The rest of the parts including, holders, frame, gears for axis etc., were 3D printed.  

The cost breakdown is as follows:

– CNC controller: $5-6

– a rotary tool: $50

– three Nema Stepper Motors (17HS3401): $30-36

– 5 steel rods: $25-30

– a rubber hose for vacuum: $3

– drill bits: 10 pieces cost $3

The cost of these parts adds up to $126. Adding $50-$70 for the cost of minor bits and pieces, and 3D printed parts, the total amount reaches only $176-$196.

The original Cyclone design had problems with backlash and wobbling, but Marioarm solved the problem by replacing threaded rods with lead screws and adding spring tensioners. According to the creator, the machine is specifically designed to mill Printed Circuit Boards (PCBs) for surface-mounting.

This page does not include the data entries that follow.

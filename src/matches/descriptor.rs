//! Typed view of a match document.
//!
//! A [`MatchDescriptor`] exists only for documents whose known fields all
//! decode to their schema types. Vendor `x-` fields are not part of the view.

use serde_json::Value;

use super::document::{
    expect_array_of, expect_bool, expect_i64, expect_str, MatchDocument,
    SchemaError,
};
use super::fields;

/// Schema-checked borrow of a [`MatchDocument`].
#[derive(Debug, Clone, PartialEq)]
pub struct MatchDescriptor<'a> {
    /// Match identifier.
    pub match_id: &'a str,
    /// Start time (epoch ms).
    pub start_time: i64,
    /// Random token.
    pub random_token: &'a str,
    /// Start clock (seconds).
    pub start_clock: i64,
    /// Play clock (seconds).
    pub play_clock: i64,
    /// Versioned game metadata URL.
    pub game_meta_url: &'a str,
    /// State history, initial state first.
    pub states: Vec<&'a str>,
    /// One entry per round, one move per player.
    pub moves: Vec<Vec<&'a str>>,
    /// Time each state was reached (epoch ms).
    pub state_times: Vec<i64>,
    /// Per-state, per-player errors.
    pub errors: Option<Vec<Vec<&'a str>>>,
    /// Final goal values, one per player.
    pub goal_values: Option<Vec<i64>>,
    /// Completion flag.
    pub is_completed: Option<bool>,
    /// Abort flag.
    pub is_aborted: Option<bool>,
    /// Role names.
    pub game_role_names: Option<Vec<&'a str>>,
    /// Player names reported by the host.
    pub player_names_from_host: Option<Vec<&'a str>>,
    /// Human flags.
    pub is_player_human: Option<Vec<bool>>,
    /// Host public key.
    pub match_host_pk: Option<&'a str>,
    /// Host signature.
    pub match_host_signature: Option<&'a str>,
    /// Game name.
    pub game_name: Option<&'a str>,
    /// Rulesheet hash.
    pub game_rulesheet_hash: Option<&'a str>,
    /// Tournament name.
    pub tournament_name_from_host: Option<&'a str>,
    /// Analysis clock (seconds).
    pub analysis_clock: Option<i64>,
    /// Preview clock (seconds).
    pub preview_clock: Option<i64>,
    /// Ranking weight.
    pub weight: Option<f64>,
    /// Scrambled flag.
    pub scrambled: Option<bool>,
}

fn string_rows<'a>(value: &'a Value, path: &str) -> Result<Vec<Vec<&'a str>>, SchemaError> {
    expect_array_of(value, path, |row, row_path| expect_array_of(row, row_path, expect_str))
}

fn optional_with<'a, T>(
    doc: &'a MatchDocument,
    name: &str,
    decode: impl Fn(&'a Value, &str) -> Result<T, SchemaError>,
) -> Result<Option<T>, SchemaError> {
    doc.field(name)
        .optional(name)?
        .map(|value| decode(value, name))
        .transpose()
}

impl<'a> MatchDescriptor<'a> {
    /// Decode every known field of `doc`.
    pub fn decode(doc: &'a MatchDocument) -> Result<Self, SchemaError> {
        // Presence of every required field is reported before any type error.
        for name in fields::REQUIRED_FIELDS {
            doc.field(name).require(name)?;
        }

        let states_value = doc.field(fields::STATES).require(fields::STATES)?;
        let moves_value = doc.field(fields::MOVES).require(fields::MOVES)?;
        let times_value = doc.field(fields::STATE_TIMES).require(fields::STATE_TIMES)?;

        Ok(Self {
            match_id: doc.required_str(fields::MATCH_ID)?,
            start_time: doc.required_i64(fields::START_TIME)?,
            random_token: doc.required_str(fields::RANDOM_TOKEN)?,
            start_clock: doc.required_i64(fields::START_CLOCK)?,
            play_clock: doc.required_i64(fields::PLAY_CLOCK)?,
            game_meta_url: doc.required_str(fields::GAME_META_URL)?,
            states: expect_array_of(states_value, fields::STATES, expect_str)?,
            moves: string_rows(moves_value, fields::MOVES)?,
            state_times: expect_array_of(times_value, fields::STATE_TIMES, expect_i64)?,
            errors: optional_with(doc, fields::ERRORS, string_rows)?,
            goal_values: optional_with(doc, fields::GOAL_VALUES, |v, p| {
                expect_array_of(v, p, expect_i64)
            })?,
            is_completed: doc.optional_bool(fields::IS_COMPLETED)?,
            is_aborted: doc.optional_bool(fields::IS_ABORTED)?,
            game_role_names: optional_with(doc, fields::GAME_ROLE_NAMES, |v, p| {
                expect_array_of(v, p, expect_str)
            })?,
            player_names_from_host: optional_with(doc, fields::PLAYER_NAMES_FROM_HOST, |v, p| {
                expect_array_of(v, p, expect_str)
            })?,
            is_player_human: optional_with(doc, fields::IS_PLAYER_HUMAN, |v, p| {
                expect_array_of(v, p, expect_bool)
            })?,
            match_host_pk: doc.optional_str(fields::MATCH_HOST_PK)?,
            match_host_signature: doc.optional_str(fields::MATCH_HOST_SIGNATURE)?,
            game_name: doc.optional_str(fields::GAME_NAME)?,
            game_rulesheet_hash: doc.optional_str(fields::GAME_RULESHEET_HASH)?,
            tournament_name_from_host: doc.optional_str(fields::TOURNAMENT_NAME_FROM_HOST)?,
            analysis_clock: doc.optional_i64(fields::ANALYSIS_CLOCK)?,
            preview_clock: doc.optional_i64(fields::PREVIEW_CLOCK)?,
            weight: doc.optional_number(fields::WEIGHT)?,
            scrambled: doc.optional_bool(fields::SCRAMBLED)?,
        })
    }

    /// Number of players implied by the first round of moves, if any.
    pub fn players_from_moves(&self) -> Option<usize> {
        self.moves.first().map(|round| round.len())
    }

    /// Has the host marked this match completed?
    pub fn completed(&self) -> bool {
        self.is_completed == Some(true)
    }
}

A PCB milled with marioarm's 3D printed CNC machine. Photo via Imgur
A PCB milled with Marioarm’s 3D printed CNC machine. Photo via Imgur

Open source 3D printing and the maker movement

The open source culture of 3D printing has provided hobbyists with cost-efficient alternatives to many problems and develop their ideas. In Marioarm’s case, some of the shortcomings of the original open source Cyclone PCB machine were overcome by making minor modifications.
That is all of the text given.